[Collection entries]
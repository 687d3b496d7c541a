//! LLM oracle contract and conversation types.
//!
//! The runtime treats the model as an opaque request/response oracle: given
//! a system prompt, a conversation, and tool descriptions, it returns either
//! a text-only reply (terminal for the invocation) or one or more tool-use
//! blocks. The wire shapes here serialize directly to the Anthropic Messages
//! API; see [`anthropic`] for the HTTP client.

pub mod anthropic;

use serde::{Deserialize, Serialize};
use thiserror::Error;

pub use anthropic::AnthropicOracle;

/// Conversation role.
#[derive(Debug, Clone, Copy, PartialEq, Eq, Serialize, Deserialize)]
#[serde(rename_all = "lowercase")]
pub enum Role {
    User,
    Assistant,
}

/// A content block inside a conversation turn.
#[derive(Debug, Clone, Serialize, Deserialize)]
#[serde(tag = "type", rename_all = "snake_case")]
pub enum ContentBlock {
    /// Plain text content
    Text { text: String },

    /// The model invoking a tool
    ToolUse {
        id: String,
        name: String,
        input: serde_json::Value,
    },

    /// The result of a prior tool invocation, sent back by the runtime
    ToolResult {
        tool_use_id: String,
        content: String,
    },
}

/// One turn of a conversation.
#[derive(Debug, Clone, Serialize, Deserialize)]
pub struct ChatMessage {
    pub role: Role,
    pub content: Vec<ContentBlock>,
}

impl ChatMessage {
    pub fn user_text(text: impl Into<String>) -> Self {
        ChatMessage {
            role: Role::User,
            content: vec![ContentBlock::Text { text: text.into() }],
        }
    }

    pub fn assistant_text(text: impl Into<String>) -> Self {
        ChatMessage {
            role: Role::Assistant,
            content: vec![ContentBlock::Text { text: text.into() }],
        }
    }

    /// Concatenated text of all text blocks in this turn.
    pub fn text(&self) -> String {
        let mut out = String::new();
        for block in &self.content {
            if let ContentBlock::Text { text } = block {
                if !out.is_empty() {
                    out.push('\n');
                }
                out.push_str(text);
            }
        }
        out
    }
}

/// Description of a tool the model may call.
#[derive(Debug, Clone, Serialize, Deserialize)]
pub struct ToolSpec {
    pub name: String,
    pub description: String,
    pub input_schema: serde_json::Value,
}

/// Why the model stopped generating.
#[derive(Debug, Clone, Copy, PartialEq, Eq, Serialize, Deserialize)]
#[serde(rename_all = "snake_case")]
pub enum StopReason {
    /// The response contains tool-use blocks awaiting results
    ToolUse,
    /// Natural end of a text reply
    EndTurn,
    /// The response was cut off at the token ceiling
    MaxTokens,
    /// Anything else the backend reports
    Other,
}

/// A single oracle invocation.
pub struct OracleRequest<'a> {
    pub system: &'a str,
    pub messages: &'a [ChatMessage],
    pub tools: &'a [ToolSpec],
    pub max_tokens: u32,
}

/// The oracle's reply.
#[derive(Debug, Clone)]
pub struct OracleResponse {
    pub stop_reason: StopReason,
    pub content: Vec<ContentBlock>,
}

impl OracleResponse {
    /// Concatenated text of all text blocks.
    pub fn text(&self) -> String {
        let mut out = String::new();
        for block in &self.content {
            if let ContentBlock::Text { text } = block {
                if !out.is_empty() {
                    out.push('\n');
                }
                out.push_str(text);
            }
        }
        out
    }

    /// Tool-use blocks in response order.
    pub fn tool_uses(&self) -> Vec<(&str, &str, &serde_json::Value)> {
        self.content
            .iter()
            .filter_map(|block| match block {
                ContentBlock::ToolUse { id, name, input } => {
                    Some((id.as_str(), name.as_str(), input))
                }
                _ => None,
            })
            .collect()
    }
}

/// Failure reported by an oracle backend.
#[derive(Error, Debug)]
#[error("{0}")]
pub struct OracleFailure(pub String);

/// The LLM backend contract.
///
/// Implementations must be internally thread-safe; the runtime shares one
/// oracle across every agent loop.
pub trait Oracle: Send + Sync {
    fn call(&self, request: OracleRequest<'_>) -> Result<OracleResponse, OracleFailure>;
}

*Task requirements*. Across the records above, how many lines contain the word "StopReason"? Give the number by itself.

*Solution for this task*. 2